Peinture à la gouache, jouant la peinture à l'huile, sur une planchette
destinée à être attachée par un clou à un pilastre ou à une colonne.
Non signé.
Collection Hayashi.

Un homme, un masque de Téngou, sur la figure, dansant et chantant, mène le
branle de trois petits Japonais, aux joyeuses gambades.
Dessin du faire le plus léger et le plus spirituel.
Signé: Manji, vieillard fou de dessin (80 ans).
H. 91.—L. 29.
Collection Hayashi.

Daïkokou et Yebisou en voyage.
Dessin caricatural en une aquarelle très pochée.
Signé: Hokousaï, fou de dessin.
H. 75.—L. 28.
Collection Hayashi.

Paysage représentant, très modifiée, la vue de Tsou-kouba du Shashin.
Non signé, mais portant le cachet d'Hokousaï.
H. 29.—L. 45.
Collection Hayashi.

Shôki en marche, un chapeau-parasol sur son sombre visage, les mains
croisées sous ses larges manches.
Un dessin à l'encre de Chine sur un fond brunâtre, qui a quelque
chose de farouche dans sa noire tonalité.
Signé: Manji, vieillard de 88 ans.
H. 67.—L. 26.
Collection Hayashi.

La poétesse Seishônagon, la première romancière du roman d'amour au Japon, et qui a écrit, au VIIIe siècle, LE CAHIER DE L'OREILLER. Elle est représentée, ainsi que toutes les femmes de la noblesse dont sont sorties les poétesses, avec les deux mouches à l'encre de Chine sur le front, appelées, je crois, hòshi et les cheveux épars sur le dos, lisant un rouleau sur une petite table devant laquelle elle est accroupie. Signé: Hokousaï Taïto (1817). H. 99.—L. 39. Collection Hayashi.

Yébisou rapportant un taï dans un panier accroché derrière son dos.
Dessin à l'encre de Chine avec quelques colorations rouges et bleues:
gai dessin aux traits spirituels et au lavage léger.
Signé: Sôri (1795-1798).
H. 91.—L. 25.

Shôki, en train de lire, derrière le dos d'une femme, la lettre qu'elle
vient de recevoir.
Même facture que le kakémono précédent.
H. 85.—L. 27.

Ces deux kakémonos font partie de la collection Hayashi.

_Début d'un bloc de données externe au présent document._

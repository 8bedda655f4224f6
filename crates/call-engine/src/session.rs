//! # Session State
//!
//! One hash per session holding its status, owner, media channel and phase
//! timestamps. This record is bookkeeping: concurrency control relies on the
//! waiting queue and agent occupancy, never on this hash. Writes are therefore
//! best-effort. Store failures are logged and swallowed so they never fail the
//! caller.
//!
//! Hash layout (`call:voice:session:{sessionId}`):
//!
//! | Field             | Written by | Notes                              |
//! |-------------------|------------|------------------------------------|
//! | `status`          | all        | `WAITING` / `ASSIGNED` / `ENDED`   |
//! | `enqueuedAt`      | enqueue    | epoch ms                           |
//! | `assignedAgentId` | accept     |                                    |
//! | `channelName`     | accept     | immutable once set                 |
//! | `assignedAt`      | accept     | epoch ms                           |
//! | `endedAt`         | end        | epoch ms, write-once               |
//! | `endReason`       | end        | write-once                         |
//! | `endedBy`         | end        | write-once                         |
//!
//! The record has no TTL while waiting or assigned and a bounded retention TTL
//! once ended.

use std::collections::HashMap;
use std::fmt;
use std::str::FromStr;
use std::sync::Arc;
use std::time::Duration;

use serde::{Deserialize, Serialize};
use tracing::{debug, warn};

use crate::config::KeyConfig;
use crate::store::{KeyedStore, StoreResult};

const F_STATUS: &str = "status";
const F_AGENT: &str = "assignedAgentId";
const F_CHANNEL: &str = "channelName";
const F_ENQUEUED_AT: &str = "enqueuedAt";
const F_ASSIGNED_AT: &str = "assignedAt";
const F_ENDED_AT: &str = "endedAt";
const F_END_REASON: &str = "endReason";
const F_ENDED_BY: &str = "endedBy";

/// Recorded lifecycle phase of a call session
#[derive(Debug, Clone, Copy, PartialEq, Eq, Hash, Serialize, Deserialize)]
#[serde(rename_all = "SCREAMING_SNAKE_CASE")]
pub enum CallStatus {
    Waiting,
    Assigned,
    /// Terminal
    Ended,
}

impl CallStatus {
    pub fn as_str(&self) -> &'static str {
        match self {
            CallStatus::Waiting => "WAITING",
            CallStatus::Assigned => "ASSIGNED",
            CallStatus::Ended => "ENDED",
        }
    }

    pub fn is_terminal(&self) -> bool {
        matches!(self, CallStatus::Ended)
    }
}

impl fmt::Display for CallStatus {
    fn fmt(&self, f: &mut fmt::Formatter<'_>) -> fmt::Result {
        f.write_str(self.as_str())
    }
}

impl FromStr for CallStatus {
    type Err = String;

    fn from_str(s: &str) -> Result<Self, Self::Err> {
        match s.trim().to_ascii_uppercase().as_str() {
            "WAITING" => Ok(CallStatus::Waiting),
            "ASSIGNED" => Ok(CallStatus::Assigned),
            "ENDED" => Ok(CallStatus::Ended),
            other => Err(format!("unknown call status '{}'", other)),
        }
    }
}

/// Snapshot of a session record
#[derive(Debug, Clone, PartialEq, Serialize, Deserialize)]
#[serde(rename_all = "camelCase")]
pub struct CallSession {
    pub session_id: String,
    pub status: Option<CallStatus>,
    pub assigned_agent_id: Option<String>,
    pub channel_name: Option<String>,
    pub enqueued_at: Option<i64>,
    pub assigned_at: Option<i64>,
    pub ended_at: Option<i64>,
    pub end_reason: Option<String>,
    pub ended_by: Option<String>,
}

impl CallSession {
    fn from_fields(session_id: &str, mut fields: HashMap<String, String>) -> Self {
        let mut take = |name: &str| fields.remove(name).filter(|v| !v.is_empty());
        let status = take(F_STATUS).and_then(|s| s.parse().ok());
        let assigned_agent_id = take(F_AGENT);
        let channel_name = take(F_CHANNEL);
        let enqueued_at = take(F_ENQUEUED_AT).and_then(|v| v.parse().ok());
        let assigned_at = take(F_ASSIGNED_AT).and_then(|v| v.parse().ok());
        let ended_at = take(F_ENDED_AT).and_then(|v| v.parse().ok());
        let end_reason = take(F_END_REASON);
        let ended_by = take(F_ENDED_BY);
        Self {
            session_id: session_id.to_string(),
            status,
            assigned_agent_id,
            channel_name,
            enqueued_at,
            assigned_at,
            ended_at,
            end_reason,
            ended_by,
        }
    }
}

#[derive(Clone)]
pub struct SessionState {
    store: Arc<dyn KeyedStore>,
    keys: KeyConfig,
}

impl SessionState {
    pub fn new(store: Arc<dyn KeyedStore>, keys: KeyConfig) -> Self {
        Self { store, keys }
    }

    /// Read the record, `None` if absent
    pub async fn read(&self, session_id: &str) -> StoreResult<Option<CallSession>> {
        let fields = self.store.hgetall(&self.keys.session_key(session_id)).await?;
        if fields.is_empty() {
            return Ok(None);
        }
        Ok(Some(CallSession::from_fields(session_id, fields)))
    }

    /// Agent recorded on an `ASSIGNED` record
    pub async fn assigned_agent(&self, session_id: &str) -> StoreResult<Option<String>> {
        Ok(self.read(session_id).await?.and_then(|session| {
            if session.status == Some(CallStatus::Assigned) {
                session.assigned_agent_id
            } else {
                None
            }
        }))
    }

    /// Start (or restart) a waiting record.
    ///
    /// An `ENDED` record is replaced by a fresh one. An `ASSIGNED` record is left
    /// alone so the recorded lifecycle never moves backwards.
    pub async fn create_waiting(&self, session_id: &str, enqueued_at: i64) {
        let key = self.keys.session_key(session_id);
        let current = match self.store.hget(&key, F_STATUS).await {
            Ok(status) => status.and_then(|s| s.parse::<CallStatus>().ok()),
            Err(e) => {
                warn!(session_id, error = %e, "⚠️ Session record read failed, skipping waiting record");
                return;
            }
        };

        match current {
            Some(CallStatus::Assigned) => {
                warn!(session_id, "⚠️ Re-enqueued while assigned; session record left unchanged");
                return;
            }
            Some(CallStatus::Waiting) => return,
            Some(CallStatus::Ended) => {
                // New lifecycle: drop the retained record and its TTL
                if let Err(e) = self.store.del(&key).await {
                    warn!(session_id, error = %e, "⚠️ Could not drop ended session record");
                    return;
                }
            }
            None => {}
        }

        let enqueued_at = enqueued_at.to_string();
        self.write(
            session_id,
            &[(F_STATUS, CallStatus::Waiting.as_str()), (F_ENQUEUED_AT, enqueued_at.as_str())],
        )
        .await;
    }

    /// Media channel for the session: the recorded one if a higher layer already
    /// chose it, otherwise `derived`, which is then recorded.
    pub async fn resolve_channel(&self, session_id: &str, derived: String) -> String {
        let key = self.keys.session_key(session_id);
        match self.store.hget(&key, F_CHANNEL).await {
            Ok(Some(channel)) if !channel.is_empty() => return channel,
            Ok(_) => {}
            Err(e) => {
                warn!(session_id, error = %e, "⚠️ Channel lookup failed, using derived channel");
                return derived;
            }
        }
        self.write(session_id, &[(F_CHANNEL, derived.as_str())]).await;
        derived
    }

    pub async fn mark_assigned(&self, session_id: &str, agent_id: &str, channel: &str, assigned_at: i64) {
        let assigned_at = assigned_at.to_string();
        self.write(
            session_id,
            &[
                (F_STATUS, CallStatus::Assigned.as_str()),
                (F_AGENT, agent_id),
                (F_CHANNEL, channel),
                (F_ASSIGNED_AT, assigned_at.as_str()),
            ],
        )
        .await;
    }

    /// Mark the record `ENDED` (once) and start its retention TTL.
    ///
    /// Does nothing when no record exists.
    pub async fn mark_ended(
        &self,
        session_id: &str,
        ended_by: Option<&str>,
        reason: Option<&str>,
        ended_at: i64,
        retention: Duration,
    ) {
        let key = self.keys.session_key(session_id);
        let current = match self.store.hget(&key, F_STATUS).await {
            Ok(status) => status,
            Err(e) => {
                warn!(session_id, error = %e, "⚠️ end: session record read failed");
                return;
            }
        };
        let exists = match &current {
            Some(_) => true,
            None => self.store.exists(&key).await.unwrap_or(false),
        };
        if !exists {
            debug!(session_id, "No session record to finalize");
            return;
        }

        let already_ended = current
            .and_then(|s| s.parse::<CallStatus>().ok())
            .map_or(false, |s| s.is_terminal());
        if !already_ended {
            let ended_at = ended_at.to_string();
            self.write(
                session_id,
                &[
                    (F_STATUS, CallStatus::Ended.as_str()),
                    (F_ENDED_AT, ended_at.as_str()),
                    (F_END_REASON, reason.unwrap_or("")),
                    (F_ENDED_BY, ended_by.unwrap_or("")),
                ],
            )
            .await;
        }
        self.expire_soon(session_id, retention).await;
    }

    /// Bound the record's retention
    pub async fn expire_soon(&self, session_id: &str, ttl: Duration) {
        if let Err(e) = self.store.expire(&self.keys.session_key(session_id), ttl).await {
            warn!(session_id, error = %e, "⚠️ Could not set session retention TTL");
        }
    }

    async fn write(&self, session_id: &str, fields: &[(&str, &str)]) {
        if let Err(e) = self.store.hset_many(&self.keys.session_key(session_id), fields).await {
            warn!(session_id, error = %e, "⚠️ Session record update failed");
        }
    }
}

#[cfg(test)]
mod tests {
    use super::*;
    use crate::store::MemoryStore;

    fn state() -> (SessionState, MemoryStore) {
        let store = MemoryStore::new();
        (SessionState::new(Arc::new(store.clone()), KeyConfig::default()), store)
    }

    #[test]
    fn test_status_parsing() {
        assert_eq!("assigned".parse::<CallStatus>().unwrap(), CallStatus::Assigned);
        assert_eq!(" ENDED ".parse::<CallStatus>().unwrap(), CallStatus::Ended);
        assert!("CALL_RINGING".parse::<CallStatus>().is_err());
    }

    #[tokio::test]
    async fn test_lifecycle_fields() {
        let (state, store) = state();
        state.create_waiting("S1", 100).await;
        state.mark_assigned("S1", "A1", "voice_S1", 200).await;

        let session = state.read("S1").await.unwrap().unwrap();
        assert_eq!(session.status, Some(CallStatus::Assigned));
        assert_eq!(session.assigned_agent_id.as_deref(), Some("A1"));
        assert_eq!(session.enqueued_at, Some(100));
        assert_eq!(session.assigned_at, Some(200));
        assert!(store.ttl("call:voice:session:S1").is_none());

        assert_eq!(state.assigned_agent("S1").await.unwrap().as_deref(), Some("A1"));
    }

    #[tokio::test]
    async fn test_mark_ended_is_write_once() {
        let (state, store) = state();
        state.mark_assigned("S1", "A1", "voice_S1", 200).await;

        let retention = Duration::from_secs(300);
        state.mark_ended("S1", Some("A1"), Some("AGENT_END"), 300, retention).await;
        state.mark_ended("S1", Some("CUSTOMER"), Some("CUSTOMER_END"), 400, retention).await;

        let session = state.read("S1").await.unwrap().unwrap();
        assert_eq!(session.status, Some(CallStatus::Ended));
        assert_eq!(session.ended_at, Some(300));
        assert_eq!(session.end_reason.as_deref(), Some("AGENT_END"));
        assert_eq!(session.ended_by.as_deref(), Some("A1"));
        assert!(store.ttl("call:voice:session:S1").is_some());

        // ended records no longer report an owner
        assert!(state.assigned_agent("S1").await.unwrap().is_none());
    }

    #[tokio::test]
    async fn test_mark_ended_without_record_creates_nothing() {
        let (state, store) = state();
        state.mark_ended("ghost", None, None, 1, Duration::from_secs(300)).await;
        assert!(state.read("ghost").await.unwrap().is_none());
        assert!(store.is_empty());
    }

    #[tokio::test]
    async fn test_reenqueue_after_end_starts_fresh_record() {
        let (state, store) = state();
        state.mark_assigned("S1", "A1", "voice_S1", 200).await;
        state.mark_ended("S1", Some("A1"), None, 300, Duration::from_secs(300)).await;

        state.create_waiting("S1", 500).await;
        let session = state.read("S1").await.unwrap().unwrap();
        assert_eq!(session.status, Some(CallStatus::Waiting));
        assert_eq!(session.enqueued_at, Some(500));
        assert!(session.assigned_agent_id.is_none());
        assert!(store.ttl("call:voice:session:S1").is_none());
    }

    #[tokio::test]
    async fn test_reenqueue_while_assigned_keeps_record() {
        let (state, _store) = state();
        state.mark_assigned("S1", "A1", "voice_S1", 200).await;
        state.create_waiting("S1", 500).await;

        let session = state.read("S1").await.unwrap().unwrap();
        assert_eq!(session.status, Some(CallStatus::Assigned));
    }

    #[tokio::test]
    async fn test_resolve_channel_prefers_recorded_channel() {
        let (state, store) = state();
        assert_eq!(state.resolve_channel("S1", "voice_S1".into()).await, "voice_S1");

        store
            .hset_many("call:voice:session:S2", &[("channelName", "custom-room")])
            .await
            .unwrap();
        assert_eq!(state.resolve_channel("S2", "voice_S2".into()).await, "custom-room");
    }
}
//! Account module.
//!
//! This module contains everything related to the user account.

pub mod config;
pub use config::*;
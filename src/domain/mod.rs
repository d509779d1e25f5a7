pub mod account;
pub use account::AccountConfig;

pub mod folder;
pub use folder::{
    ClassFilter, DisplayFolder, DisplayFolders, Folder, FolderClass, FolderDetails, FolderMode,
    FolderType, Folders, RemoteFolder, RemoteFolderType,
};

pub mod repository;
pub use repository::{FolderRepository, LocalStore};
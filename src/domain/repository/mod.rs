//! Repository module.
//!
//! This module contains the local store of folders and the folder
//! repository built on top of it.

mod error;
pub use error::{Error, Result};

pub mod repository;
pub use repository::*;

pub mod store;
pub use store::*;
//! Folder module.
//!
//! This module contains the representation of the email folder and
//! of its semantic role.

use serde::{Deserialize, Serialize};
use std::{fmt, str::FromStr};

use super::{Error, Result};

/// Represents the semantic role of a folder.
///
/// The type is never persisted: it is always derived from the
/// special folders configured for the account.
#[derive(Clone, Copy, Debug, Default, Eq, PartialEq, Hash, Serialize, Deserialize)]
#[serde(rename_all = "SCREAMING_SNAKE_CASE")]
pub enum FolderType {
    #[default]
    Regular,
    Inbox,
    Outbox,
    Sent,
    Trash,
    Drafts,
    Archive,
    Spam,
}

impl FolderType {
    pub const fn as_str(&self) -> &'static str {
        match self {
            Self::Regular => "REGULAR",
            Self::Inbox => "INBOX",
            Self::Outbox => "OUTBOX",
            Self::Sent => "SENT",
            Self::Trash => "TRASH",
            Self::Drafts => "DRAFTS",
            Self::Archive => "ARCHIVE",
            Self::Spam => "SPAM",
        }
    }

    pub fn is_inbox(&self) -> bool {
        matches!(self, Self::Inbox)
    }

    pub fn is_outbox(&self) -> bool {
        matches!(self, Self::Outbox)
    }

    /// Returns `true` for any type other than [`FolderType::Regular`].
    pub fn is_special(&self) -> bool {
        !matches!(self, Self::Regular)
    }
}

impl FromStr for FolderType {
    type Err = Error;

    fn from_str(kind: &str) -> Result<Self> {
        match kind {
            "REGULAR" => Ok(Self::Regular),
            "INBOX" => Ok(Self::Inbox),
            "OUTBOX" => Ok(Self::Outbox),
            "SENT" => Ok(Self::Sent),
            "TRASH" => Ok(Self::Trash),
            "DRAFTS" => Ok(Self::Drafts),
            "ARCHIVE" => Ok(Self::Archive),
            "SPAM" => Ok(Self::Spam),
            kind => Err(Error::ParseFolderTypeError(kind.to_owned())),
        }
    }
}

impl fmt::Display for FolderType {
    fn fmt(&self, f: &mut fmt::Formatter) -> fmt::Result {
        write!(f, "{}", self.as_str())
    }
}

/// Represents the folder type as declared by the remote server.
#[derive(Clone, Copy, Debug, Default, Eq, PartialEq, Hash, Serialize, Deserialize)]
#[serde(rename_all = "SCREAMING_SNAKE_CASE")]
pub enum RemoteFolderType {
    #[default]
    Regular,
    Inbox,
    Outbox,
    Drafts,
    Sent,
    Trash,
    Spam,
    Archive,
}

impl From<RemoteFolderType> for FolderType {
    fn from(kind: RemoteFolderType) -> Self {
        match kind {
            RemoteFolderType::Regular => Self::Regular,
            RemoteFolderType::Inbox => Self::Inbox,
            // outbox is a local concept, servers cannot own one
            RemoteFolderType::Outbox => Self::Regular,
            RemoteFolderType::Drafts => Self::Drafts,
            RemoteFolderType::Sent => Self::Sent,
            RemoteFolderType::Trash => Self::Trash,
            RemoteFolderType::Spam => Self::Spam,
            RemoteFolderType::Archive => Self::Archive,
        }
    }
}

/// Represents the folder.
#[derive(Clone, Debug, Default, PartialEq, Eq, Serialize)]
pub struct Folder {
    /// Represents the local folder identifier, stable across renames.
    pub id: i64,
    /// Represents the folder identifier on the server side.
    pub server_id: String,
    /// Represents the folder display name.
    pub name: String,
    /// Represents the folder semantic role.
    pub kind: FolderType,
}

impl fmt::Display for Folder {
    fn fmt(&self, f: &mut fmt::Formatter) -> fmt::Result {
        write!(f, "{}", self.name)
    }
}

/// Represents a folder as advertised by the remote server.
#[derive(Clone, Debug, Default, PartialEq, Eq, Serialize)]
pub struct RemoteFolder {
    pub id: i64,
    pub server_id: String,
    pub name: String,
    pub kind: RemoteFolderType,
}

impl From<RemoteFolder> for Folder {
    fn from(folder: RemoteFolder) -> Self {
        Self {
            id: folder.id,
            server_id: folder.server_id,
            name: folder.name,
            kind: folder.kind.into(),
        }
    }
}
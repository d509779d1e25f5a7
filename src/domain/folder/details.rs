//! Folder details module.
//!
//! This module contains the classification settings of a folder.

use serde::Serialize;

use super::{Folder, FolderClass};

/// Represents a folder along with its classification settings.
///
/// Details are read on demand from the store and never cached: each
/// read reflects the current state of the store.
#[derive(Clone, Debug, Default, PartialEq, Eq, Serialize)]
pub struct FolderDetails {
    pub folder: Folder,
    /// Represents the user pin to the top group.
    pub is_in_top_group: bool,
    /// Represents the inclusion in the unified inbox.
    pub is_integrate: bool,
    pub sync_class: FolderClass,
    pub display_class: FolderClass,
    pub notify_class: FolderClass,
    pub push_class: FolderClass,
}
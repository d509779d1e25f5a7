//! Folders module.
//!
//! This module contains the representation of the email folders.

use std::ops;

use serde::Serialize;

use crate::Folder;

/// Represents the list of folders.
#[derive(Debug, Default, PartialEq, Eq, Serialize)]
pub struct Folders(pub Vec<Folder>);

impl Folders {
    /// Sorts folders by case-insensitive name, then by id.
    pub fn sort_by_name(&mut self) {
        self.0
            .sort_by_cached_key(|folder| (folder.name.to_lowercase(), folder.id));
    }
}

impl ops::Deref for Folders {
    type Target = Vec<Folder>;

    fn deref(&self) -> &Self::Target {
        &self.0
    }
}

impl ops::DerefMut for Folders {
    fn deref_mut(&mut self) -> &mut Self::Target {
        &mut self.0
    }
}

impl FromIterator<Folder> for Folders {
    fn from_iter<T: IntoIterator<Item = Folder>>(iter: T) -> Self {
        Self(iter.into_iter().collect())
    }
}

Cascade de Nounobiki (de la Toile accrochée), chute d'eau dont les ondes ont les ondulations horizontales d'une toile mollement suspendue en l'air, et qui sont dans le dessin rehaussées de gouache, avec la poussière de l'eau sur les rochers rendue dans une imitation parfaite par une poussière de blanc d'argent. Signé: Hokousaï (1800). H. 102.—L. 27. Collection Hayashi.